The study, published in the June issue of Archives of Ophthalmology, showed that while a diagnosis of IXT is more common in females, males with this disorder are much more likely to develop mental illness.
The research also suggests that the relationship between IXT and mental illness is more likely due to a genetic predisposition than societal or environmental factors or a combination of these.
These findings should encourage doctors to consider getting a baseline psychiatric evaluation for a child with IXT, said study author Brian G. Mohney, MD, associate professor of ophthalmology at the Mayo Clinic in Rochester, Minnesota.
"If pediatricians and family practitioners have a child whose eyes intermittently drift out, they should consider having that child seen by a psychiatrist or psychologist to get a baseline exam, not at age 2 or 3 years but maybe within the first decade of life, and to maybe follow them a little more closely," Dr. Mohney told Medscape Psychiatry.
Retrospective Study
Using medical records of patients living in Olmsted County, Minnesota, researchers identified 183 patients diagnosed with IXT from January 3, 1975 to December 31, 1994. Each of these cases was paired with an age- and sex-matched control and followed for an average of 22 years.
Researchers determined the rate of psychotropic medication use, mental-health emergency-department visits or hospitalizations, suicide attempts, and suicide ideation for all subjects. They also gathered information on substance abuse, family history of psychiatric disease, and maternal substance abuse during pregnancy.
The group reported that a mental-health disorder was diagnosed in 97 (53.0%) of the 183 patients with a history of childhood IXT compared with 55 (30.1%) of the 183 controls (P < .001).
Statistical analysis determined that children with IXT were 2.7 times more likely than controls to develop a psychiatric disorder. The elevated risk may be somewhat difficult to interpret, as the children were followed for varying lengths of time, some for 2 years and others for more than years, said Dr. Mohney.
More Suicidal Ideation
Children with IXT were also significantly more likely than controls to use psychotropic medications, require psychiatric hospitalizations, make emergency-department visits, have suicidal ideation, and attempt suicide.
Males with IXT were at especially high risk for mental illness. Among males, 41 of the 65 diagnosed with IXT (63%) developed a psychiatric disorder compared with 22 of the 66 controls (33%). The equivalent rates in women were 56 of 110 (48%) vs 33 of 117 (28%).

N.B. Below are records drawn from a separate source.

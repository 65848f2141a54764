//! # Faultgate Infrastructure
//!
//! Concrete implementations of the ports defined in `faultgate-core`.
//!
//! ## Feature Flags
//!
//! - `full` (default) - All features enabled
//! - `minimal` - In-memory tracking only
//! - `auth` - JWT bearer token validation

pub mod clock;
pub mod tracking;

#[cfg(feature = "auth")]
pub mod auth;

pub use clock::{ManualClock, SystemClock};
pub use tracking::InMemoryFailureTracker;

#[cfg(feature = "auth")]
pub use auth::{JwtConfig, JwtTokenService};
//! Health check endpoint.

use actix_web::{HttpResponse, web};
use faultgate_shared::ApiResponse;
use serde::Serialize;

use crate::state::AppState;

#[derive(Serialize)]
pub struct HealthResponse {
    pub status: &'static str,
    pub version: &'static str,
    pub timestamp: String,
    pub tracked_clients: usize,
}

/// Health check endpoint - returns server status.
///
/// GET /api/health
pub async fn health_check(state: web::Data<AppState>) -> HttpResponse {
    let response = HealthResponse {
        status: "ok",
        version: env!("CARGO_PKG_VERSION"),
        timestamp: chrono::Utc::now().to_rfc3339(),
        tracked_clients: state.tracker.len(),
    };

    HttpResponse::Ok().json(ApiResponse::ok(response))
}
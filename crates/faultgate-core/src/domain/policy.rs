use chrono::TimeDelta;

use crate::error::PolicyError;

/// Thresholds and horizons driving the error tracker and the gate.
#[derive(Debug, Clone, Copy, PartialEq, Eq)]
pub struct GatePolicy {
    /// Failures within `window` that start a cooldown.
    pub failure_threshold: u32,
    /// Trailing window over which failures are counted.
    pub window: TimeDelta,
    /// How long a client stays blocked once the threshold is reached.
    pub cooldown: TimeDelta,
    /// Failure records older than this are pruned on every insert.
    pub retention: TimeDelta,
    /// Trackers without a failure for this long are evicted by the sweep.
    pub idle_horizon: TimeDelta,
}

impl Default for GatePolicy {
    fn default() -> Self {
        Self {
            failure_threshold: 3,
            window: TimeDelta::minutes(5),
            cooldown: TimeDelta::minutes(15),
            retention: TimeDelta::minutes(10),
            idle_horizon: TimeDelta::hours(1),
        }
    }
}

impl GatePolicy {
    /// Reject values that would make the state machine meaningless.
    pub fn validate(&self) -> Result<(), PolicyError> {
        if self.failure_threshold == 0 {
            return Err(PolicyError::ZeroThreshold);
        }

        for (name, value) in [
            ("Counting window", self.window),
            ("Cooldown duration", self.cooldown),
            ("Retention horizon", self.retention),
            ("Idle horizon", self.idle_horizon),
        ] {
            if value <= TimeDelta::zero() {
                return Err(PolicyError::NonPositive(name));
            }
        }

        if self.retention < self.window {
            return Err(PolicyError::RetentionShorterThanWindow);
        }

        // A tracker evicted mid-cooldown would lift its block early.
        if self.idle_horizon < self.cooldown {
            return Err(PolicyError::IdleHorizonShorterThanCooldown);
        }

        Ok(())
    }

    /// Failure count at which a client is warned that the next failure blocks it.
    ///
    /// `None` when the threshold is 1, since there is no count left to warn at.
    pub fn warning_level(&self) -> Option<u32> {
        self.failure_threshold.checked_sub(1).filter(|level| *level > 0)
    }

    /// Attempts left before a block, given the current count in the window.
    pub fn attempts_remaining(&self, failures_in_window: u32) -> u32 {
        self.failure_threshold.saturating_sub(failures_in_window)
    }
}
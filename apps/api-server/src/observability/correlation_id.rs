//! Correlation ID middleware - tags every request with an id for log correlation.

use actix_web::{
    Error, HttpMessage, HttpRequest,
    dev::{Service, ServiceRequest, ServiceResponse, Transform, forward_ready},
    http::header::{HeaderName, HeaderValue},
};
use std::future::{Future, Ready, ready};
use std::pin::Pin;
use tracing::Instrument;
use uuid::Uuid;

/// Header carrying the correlation id in both directions.
pub static CORRELATION_ID_HEADER: &str = "x-correlation-id";

/// Middleware that reuses the caller's correlation id or generates one.
/// The id is stored in request extensions, echoed in the response and set on the span.
pub struct CorrelationIdMiddleware;

impl<S, B> Transform<S, ServiceRequest> for CorrelationIdMiddleware
where
    S: Service<ServiceRequest, Response = ServiceResponse<B>, Error = Error>,
    S::Future: 'static,
    B: 'static,
{
    type Response = ServiceResponse<B>;
    type Error = Error;
    type Transform = CorrelationIdService<S>;
    type InitError = ();
    type Future = Ready<Result<Self::Transform, Self::InitError>>;

    fn new_transform(&self, service: S) -> Self::Future {
        ready(Ok(CorrelationIdService { service }))
    }
}

pub struct CorrelationIdService<S> {
    service: S,
}

impl<S, B> Service<ServiceRequest> for CorrelationIdService<S>
where
    S: Service<ServiceRequest, Response = ServiceResponse<B>, Error = Error>,
    S::Future: 'static,
    B: 'static,
{
    type Response = ServiceResponse<B>;
    type Error = Error;
    type Future = Pin<Box<dyn Future<Output = Result<Self::Response, Self::Error>>>>;

    forward_ready!(service);

    fn call(&self, req: ServiceRequest) -> Self::Future {
        let correlation_id = req
            .headers()
            .get(CORRELATION_ID_HEADER)
            .and_then(|v| v.to_str().ok())
            .filter(|v| !v.is_empty())
            .map(String::from)
            .unwrap_or_else(|| Uuid::new_v4().to_string());

        req.extensions_mut()
            .insert(CorrelationId(correlation_id.clone()));

        let span = tracing::info_span!("correlated", correlation_id = %correlation_id);
        let fut = self.service.call(req);

        Box::pin(
            async move {
                let mut res = fut.await?;

                res.headers_mut().insert(
                    HeaderName::from_static(CORRELATION_ID_HEADER),
                    HeaderValue::from_str(&correlation_id)
                        .unwrap_or_else(|_| HeaderValue::from_static("unknown")),
                );

                Ok(res)
            }
            .instrument(span),
        )
    }
}

/// Correlation id attached to a request.
#[derive(Debug, Clone, PartialEq, Eq)]
pub struct CorrelationId(pub String);

impl CorrelationId {
    /// The id attached to `req`, or `"N/A"` when the middleware did not run.
    pub fn of(req: &HttpRequest) -> String {
        req.extensions()
            .get::<CorrelationId>()
            .map(|id| id.0.clone())
            .unwrap_or_else(|| "N/A".to_string())
    }
}

impl actix_web::FromRequest for CorrelationId {
    type Error = actix_web::Error;
    type Future = Ready<Result<Self, Self::Error>>;

    fn from_request(req: &HttpRequest, _: &mut actix_web::dev::Payload) -> Self::Future {
        ready(Ok(CorrelationId(CorrelationId::of(req))))
    }
}
//! Error handling - the failure channel from handlers to the circuit gate.
//!
//! Handlers return [`AppResult`]. The error is rendered into the failure envelope on its
//! own, and the circuit gate picks it back up from the response to classify and track it.

use std::backtrace::{Backtrace, BacktraceStatus};
use std::fmt;

use actix_web::{HttpResponse, ResponseError, http::StatusCode};
use faultgate_core::domain::Classifier;
use faultgate_core::ports::AuthError;
use faultgate_core::DomainError;
use faultgate_shared::ApiResponse;

/// Application-level error carrying the tagged domain failure.
#[derive(Debug)]
pub struct AppError {
    error: DomainError,
    stack_trace: Option<String>,
}

impl AppError {
    pub fn new(error: DomainError) -> Self {
        let backtrace = Backtrace::capture();
        let stack_trace = match backtrace.status() {
            BacktraceStatus::Captured => Some(backtrace.to_string()),
            _ => None,
        };

        Self { error, stack_trace }
    }

    pub fn unauthorized() -> Self {
        Self::new(DomainError::Unauthorized)
    }

    pub fn bad_request(msg: impl Into<String>) -> Self {
        Self::new(DomainError::InvalidArgument(msg.into()))
    }

    pub fn invalid_state(msg: impl Into<String>) -> Self {
        Self::new(DomainError::InvalidState(msg.into()))
    }

    pub fn domain_error(&self) -> &DomainError {
        &self.error
    }

    /// Stack trace captured at construction, when `RUST_BACKTRACE` enables capture.
    pub fn stack_trace(&self) -> Option<&str> {
        self.stack_trace.as_deref()
    }
}

impl fmt::Display for AppError {
    fn fmt(&self, f: &mut fmt::Formatter<'_>) -> fmt::Result {
        write!(f, "{}", self.error)
    }
}

impl ResponseError for AppError {
    fn status_code(&self) -> StatusCode {
        let classification = Classifier::default().classify_error(&self.error);
        StatusCode::from_u16(classification.status).unwrap_or(StatusCode::INTERNAL_SERVER_ERROR)
    }

    /// Production rendering, used when no gate is in front of the handler.
    fn error_response(&self) -> HttpResponse {
        let classifier = Classifier::default();
        let classification = classifier.classify_error(&self.error);
        let errors = classifier.details(&self.error.to_string(), self.stack_trace());

        HttpResponse::build(self.status_code()).json(ApiResponse::failure(classification.message, errors))
    }
}

impl From<DomainError> for AppError {
    fn from(err: DomainError) -> Self {
        AppError::new(err)
    }
}

impl From<AuthError> for AppError {
    fn from(err: AuthError) -> Self {
        tracing::debug!(error = %err, "Authentication failed");
        AppError::unauthorized()
    }
}

/// Result type alias for handlers.
pub type AppResult<T> = Result<T, AppError>;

The study also found that males with IXT were more likely to develop depression and adjustment disorder compared with controls, whereas females with IXT developed more attention-deficit/hyperactivity disorder, anxiety, and learning disabilities.
Females were more likely to have been born to mothers with a history of chemical abuse during pregnancy and to have a family history of psychiatric disease, compared with controls.
Self-Esteem Issues
It is not clear why males appear to be more prone to mental illness. Boys with IXT might develop self-esteem issues as a result of being made fun of, and this may evolve into more serious mental-health problems. But if this were true, girls, who are normally more image conscious, should face at least the same risk as boys, and the study did not find this to be the case, said Dr. Mohney.
He added that children with crossed eyes, who may be subjected to as much, if not more, social stigma compared with kids with IXT, do not have an elevated risk for mental illness.
"A potential etiologic factor points to something deeper, possibly genetic," he said. "It may be that a genetic error that causes the eyes of some patients to drift out may be physically close to the gene or on the same chromosome as that associated with an increased risk for mental illness."
This is not the first study to suggest a genetic link between exotropia and mental illness. One previous study found a single gene was associated with the rare constant form of exotropia, where the eyes are always turned out, and adult schizophrenia.
Although the current study did not find significantly more cases of schizophrenia among IXT patients compared with controls, Dr. Mohney pointed out that this mental illness typically strikes a slightly older age group.
Prospective Study Needed
Asked by Medscape Psychiatry to comment on the findings, Paramjit T. Joshi, MD, endowed professor and chair of the department of psychiatry and behavioral sciences at the Children's National Medical Center, in Washington, DC, said she questioned whether a genetic predisposition is involved in the relationship between IXT and mental illness. "The only way to answer that is to do gene mapping on these kids," she said.
As with similar retrospective reviews, the current study has a limitation in that it relies on chart reviews, said Dr. Joshi. "This study needs to be replicated prospectively and children identified with IXT need to be followed to see whether they develop mental illnesses," she said. "There needs to be some format of identifying these psychiatric symptoms, not just based on chart review, but interviewing these patients."
IXT occurs in about 1% and exotropia in about 3% of the US population. In Asian countries, these statistics are reversed. These disorders typically develop in the first few years of life, said Dr. Mohney.
The amount of ocular drifting with exotropia varies from child to child. "Some kids go a day or even a week where their parents never see it and a clinician has a hard time finding it in the office, while other kids will be 'out' 90% of the day," said Dr. Mohney.
Eye exercises and surgery are typical treatments for IXT, he said.